Il licenziamento per giustificato motivo oggettivo è dovuto a fatti o eventi di natura organizzativa o economica che incidono sulla realtà aziendale e determina la necessità da parte del datore di risolvere il rapporto di lavoro. Tuttavia deve dimostrare l'impossibilità di assumere il dipendente in altre mansioni, anche inferiori. Si tratta del repêchage ovvero il cosiddetto dovere di ricollocamento.
Se il lavoro è la madre di tutte i problemi ma anche di tutte le soddisfazioni, si capisce perché il legislatore italiano abbia adottato tutte le cautele del caso prima di consegnare carta bianca al datore di lavoro in tema di licenziamento.
Si tratta infatti del provvedimento più estremo, quello in grado di spostare gli equilibri economici, sociali e e perfino esistenziali di una persona. Qui entra in gioco l'istituto del repêchage nei licenziamenti aziendali ovvero del ricollocamento del lavoratore.
Ma prima di capire di cosa si si tratta è bene non perdere di vista la normativa generale sul licenziamento, secondo cui ciascuno dei contraenti ovvero dipendente e datore può recedere dal contratto di lavoro a tempo indeterminato, dando il preavviso nel termine e nei modi stabiliti dagli usi o secondo equità.
In mancanza di preavviso - precisa in maniera cristallina il Codice civile - il recedente è tenuto verso l'altra parte a una indennità equivalente all'importo della retribuzione che sarebbe spettata per il periodo di preavviso. La stessa è dovuta dal datore di lavoro nel caso di cessazione del rapporto per morte del prestatore di lavoro. Vediamo allora meglio
Il licenziamento per giustificato motivo oggettivo è dovuto a fatti o eventi di natura organizzativa o economica che incidono sulla realtà aziendale e determina la necessità da parte del datore di risolvere il rapporto di lavoro.
Tuttavia deve dimostrare l'impossibilità di assumere il dipendente in altre mansioni, anche inferiori. Si tratta del repêchage ovvero il cosiddetto dovere di ricollocamento.
Nel quadro del licenziamento per motivi economici segnaliamo quindi una importante pronuncia che riguarda l'introduzione di nuovi limiti al dovere di ricollocamento da parte del datore di lavoro in caso di progresso tecnologico aziendale e obsolescenza delle competenze del dipendente.
Con una importante sentenza la Corte di Cassazione individua un nuovo limite all'obbligo di repêchage del datore di lavoro. Se le posizioni aperte dell'azienda richiedo no una competenza tecnologica diversa da quella acquisita dal dipendente in esubero, non ha diritto alla ricollocazione.
Nel caso analizzato dal Tribunale, dopo il licenziamento il datore di lavoro aveva assunto dei nuovi tecnici specializzati, senza tener conto dell'esperienza del precedente dipendente e delle possibilità di utilizzarlo per quelle mansioni, anche se inferiori.
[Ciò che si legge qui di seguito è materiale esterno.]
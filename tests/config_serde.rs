#![cfg(feature = "serde")]

use drapery::{ClothConfig, ClothSimulation, Stiffness, Vec3};

#[test]
fn config_round_trips_through_json() {
    let config: ClothConfig<Vec3<f64>> = ClothConfig::default()
        .with_iterations(16)
        .with_friction(0.2)
        .with_stiffness(0.9, 0.4, 0.05);
    let json = serde_json::to_string(&config).unwrap();
    let back: ClothConfig<Vec3<f64>> = serde_json::from_str(&json).unwrap();
    assert_eq!(back, config);
}

#[test]
fn config_loads_from_handwritten_json() {
    let json = r#"{
        "dt": 0.01,
        "iterations": 4,
        "gravity": { "x": 0.0, "y": -1.0, "z": 0.0 },
        "damping": 0.5,
        "friction": 0.1,
        "contact_margin": 0.01,
        "stiffness": { "structural": 1.0, "shear": 0.5, "bending": 0.25 }
    }"#;
    let config: ClothConfig<Vec3<f64>> = serde_json::from_str(json).unwrap();
    assert_eq!(config.iterations, 4);
    assert_eq!(config.gravity, Vec3::new(0.0, -1.0, 0.0));
    assert_eq!(config.stiffness, Stiffness { structural: 1.0, shear: 0.5, bending: 0.25 });

    let mut cloth = ClothSimulation::with_config(4, 4, 1.0, config).unwrap();
    cloth.step(None);
    assert_eq!(cloth.step_count(), 1);
}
La Suprema Corte ha ritenuto provata dal datore di lavoro l'impossibilità di ricollocare il dipendente nelle mansioni di tecnici specializzati, in quanto la tecnologia da lui utilizzata e conosciuta per le sue precedenti esperienze lavorative era obsoleta rispetto alle nuove.
Nella prospettiva della Corte, il dovere di repêchage postula chiaramente che le capacità lavorative del lavoratore debbano essere utilmente impiegabili in posizioni lavorative alternative eventualmente assegnategli.
Per questo motivo, il dovere di ricollocamento non si applica quando le competenze e l'esperienza professionale del dipendente non sono compatibili con la diversa posizione lavorativa aperta in azienda.
A proposito di licenziamenti in azienda, vale la pena ricordare il secondo principio generale in materia fissato dal Codice civile per disporre del significato completo.
Ciascuno dei contraenti - datore e dipendente - può recedere dal contratto prima della scadenza del termine, se il contratto è a tempo determinato, o senza preavviso, se il contratto è a tempo indeterminato, qualora si verifichi una causa che non consenta la prosecuzione, anche provvisoria, del rapporto.
Se il contratto è a tempo indeterminato, al prestatore di lavoro che recede per giusta causa compete l'indennità. Non costituisce giusta causa di risoluzione del contratto il fallimento dell'imprenditore o la liquidazione coatta amministrativa dell'azienda.